As of 2021, Kiga is spoken natively by about 1.3 million people in Uganda.

Kiga is so similar to Nkore (84%–94% lexical similarity) that some argue they are dialects of the same language, called Nkore-Kiga by Charles Taylor.

Phonology 

 Sounds /i, u/ can also range to [ɪ, ʊ] when short or lax.
 /a/ can range from a central [ä] to a back [ɑ] sound.

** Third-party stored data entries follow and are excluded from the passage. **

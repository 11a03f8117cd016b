use std::{
    borrow::Cow,
    fmt,
    io::{self, BufRead},
};

use rustyline::{
    completion::{Completer, Pair},
    error::ReadlineError,
    highlight::Highlighter,
    hint::Hinter,
    history::DefaultHistory,
    validate::{ValidationContext, ValidationResult, Validator},
    Cmd, Context as ReadlineContext, Editor, Helper, KeyEvent,
};
use shell_words::split;

use crate::cli::core::{CliError, CliMode, LoopControl, ShellContext};
use crate::cli::output::{self, info as output_info};

/// Commands are read from stdin instead of the line editor when this is set.
pub const SCRIPT_ENV: &str = "GROCER_CLI_SCRIPT";

pub fn run_cli() -> Result<(), CliError> {
    let mode = if std::env::var_os(SCRIPT_ENV).is_some() {
        CliMode::Script
    } else {
        CliMode::Interactive
    };
    output::set_plain(mode == CliMode::Script);

    let mut context = ShellContext::new(mode)?;

    match mode {
        CliMode::Interactive => run_interactive(&mut context),
        CliMode::Script => run_script(&mut context),
    }
}

fn run_interactive(context: &mut ShellContext) -> Result<(), CliError> {
    let mut editor = Editor::<CommandHelper, DefaultHistory>::new()?;
    let helper = CommandHelper::new(context.command_names());
    editor.set_helper(Some(helper));
    editor.bind_sequence(KeyEvent::from('?'), Cmd::Complete);

    output_info("Grocer Core shell. Type `help` for commands.");
    while context.running {
        let prompt = context.prompt();
        match editor.readline(&prompt) {
            Ok(line) => {
                let trimmed = line.trim();
                if trimmed.is_empty() {
                    continue;
                }
                editor.add_history_entry(trimmed).ok();
                if handle_line(context, trimmed) == LoopControl::Exit {
                    break;
                }
            }
            Err(ReadlineError::Interrupted) => {
                if context.confirm_exit()? {
                    break;
                }
            }
            Err(ReadlineError::Eof) => {
                output_info("Exiting shell.");
                break;
            }
            Err(err) => return Err(err.into()),
        }
    }

    Ok(())
}

fn run_script(context: &mut ShellContext) -> Result<(), CliError> {
    let stdin = io::stdin();
    for line in stdin.lock().lines() {
        let line = line?;
        if handle_line(context, &line) == LoopControl::Exit || !context.running {
            break;
        }
    }
    Ok(())
}

fn handle_line(context: &mut ShellContext, line: &str) -> LoopControl {
    match context.process_line(line) {
        Ok(LoopControl::Exit) => {
            context.running = false;
            LoopControl::Exit
        }
        Ok(LoopControl::Continue) => LoopControl::Continue,
        Err(err) => {
            context.report_error(err);
            LoopControl::Continue
        }
    }
}

struct CommandHelper {
    commands: Vec<String>,
}

impl CommandHelper {
    fn new(names: Vec<&'static str>) -> Self {
        let mut commands: Vec<String> = names
            .into_iter()
            .map(|name| name.to_ascii_lowercase())
            .collect();
        commands.sort();
        commands.dedup();
        Self { commands }
    }
}

impl Helper for CommandHelper {}

impl Completer for CommandHelper {
    type Candidate = Pair;

    fn complete(
        &self,
        line: &str,
        pos: usize,
        _ctx: &ReadlineContext<'_>,
    ) -> rustyline::Result<(usize, Vec<Pair>)> {
        let prefix = &line[..pos];
        // Only the command word is completed.
        if prefix.trim_start().contains(char::is_whitespace) {
            return Ok((pos, Vec::new()));
        }
        let start = prefix.len() - prefix.trim_start().len();
        let needle = prefix[start..].to_ascii_lowercase();
        let candidates = self
            .commands
            .iter()
            .filter(|name| name.starts_with(&needle))
            .map(|name| Pair {
                display: name.clone(),
                replacement: name.clone(),
            })
            .collect();
        Ok((start, candidates))
    }
}

impl Hinter for CommandHelper {
    type Hint = String;
}

impl Highlighter for CommandHelper {
    fn highlight<'l>(&self, line: &'l str, _pos: usize) -> Cow<'l, str> {
        Cow::Borrowed(line)
    }
}

impl Validator for CommandHelper {
    fn validate(&self, _ctx: &mut ValidationContext) -> rustyline::Result<ValidationResult> {
        Ok(ValidationResult::Valid(None))
    }
}

pub(crate) fn parse_command_line(input: &str) -> Result<Vec<String>, ParseError> {
    split(input).map_err(|err| ParseError {
        message: err.to_string(),
    })
}

#[derive(Debug)]
pub(crate) struct ParseError {
    message: String,
}

impl fmt::Display for ParseError {
    fn fmt(&self, f: &mut fmt::Formatter<'_>) -> fmt::Result {
        write!(f, "{}", self.message)
    }
}

#[cfg(test)]
mod tests {
    use super::*;

    #[test]
    fn completes_command_names_only() {
        let helper = CommandHelper::new(vec!["pending", "pay", "list"]);
        let history = DefaultHistory::new();
        let ctx = ReadlineContext::new(&history);
        let (start, pairs) = helper.complete("p", 1, &ctx).expect("complete");
        assert_eq!(start, 0);
        let names: Vec<&str> = pairs.iter().map(|pair| pair.display.as_str()).collect();
        assert_eq!(names, vec!["pay", "pending"]);
        let (_, pairs) = helper.complete("pending d", 9, &ctx).expect("complete");
        assert!(pairs.is_empty());
    }

    #[test]
    fn unbalanced_quotes_are_reported() {
        assert!(parse_command_line("add income \"oops").is_err());
    }
}
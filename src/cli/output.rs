use colored::Colorize;
use std::fmt;
use std::sync::atomic::{AtomicBool, Ordering};

/// Message categories used by the CLI output helpers.
#[derive(Clone, Copy, PartialEq, Eq)]
pub enum MessageKind {
    Info,
    Success,
    Warning,
    Error,
    Section,
}

static PLAIN_OUTPUT: AtomicBool = AtomicBool::new(false);

/// Disables colors, e.g. when commands are piped in from a script.
pub fn set_plain(plain: bool) {
    PLAIN_OUTPUT.store(plain, Ordering::Relaxed);
}

fn build_label(kind: MessageKind) -> &'static str {
    match kind {
        MessageKind::Info => "",
        MessageKind::Success => "[ok] ",
        MessageKind::Warning => "[!] ",
        MessageKind::Error => "[x] ",
        MessageKind::Section => "",
    }
}

fn apply_style(kind: MessageKind, message: impl fmt::Display) -> String {
    let text = message.to_string();
    let formatted = match kind {
        MessageKind::Section => format!("=== {} ===", text.trim()),
        _ => format!("{}{}", build_label(kind), text),
    };

    if PLAIN_OUTPUT.load(Ordering::Relaxed) {
        return formatted;
    }

    match kind {
        MessageKind::Success => formatted.bright_green().to_string(),
        MessageKind::Warning => formatted.bright_yellow().to_string(),
        MessageKind::Error => formatted.bright_red().to_string(),
        MessageKind::Section => formatted.bold().to_string(),
        MessageKind::Info => formatted,
    }
}

pub fn print(kind: MessageKind, message: impl fmt::Display) {
    let formatted = apply_style(kind, message);
    match kind {
        MessageKind::Section => println!("\n{}", formatted),
        _ => println!("{}", formatted),
    }
}

pub fn info(message: impl fmt::Display) {
    print(MessageKind::Info, message);
}

pub fn success(message: impl fmt::Display) {
    print(MessageKind::Success, message);
}

pub fn warning(message: impl fmt::Display) {
    print(MessageKind::Warning, message);
}

pub fn error(message: impl fmt::Display) {
    print(MessageKind::Error, message);
}

pub fn section(title: impl fmt::Display) {
    print(MessageKind::Section, title);
}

 /r/ can also be heard as a glide [ɹ] in free variation.
 /b/ can be heard as [ʋ] in intervocalic positions.

Orthography
 a - [a]
 b - [b]
 ch/c - [t͡ʃ]
 d - [d]
 e - [ɛ]
 f - [f]
 g - [g/gʲ]
 h - [h]
 i - [i]
 j - [d͡ʒ]
 k - [k/kʲ]
 m - [m]
 n - [n]
 ny - [ɲ]
 o - [ɔ]
 p - [p]
 r - [r]
 s - [s]
 t - [t]
 ts - [t͡s]
 u - [u]
 v - [v]
 w - [w]
 y - [j]
 z - [z]

D and P are only used in foreign names and loanwords.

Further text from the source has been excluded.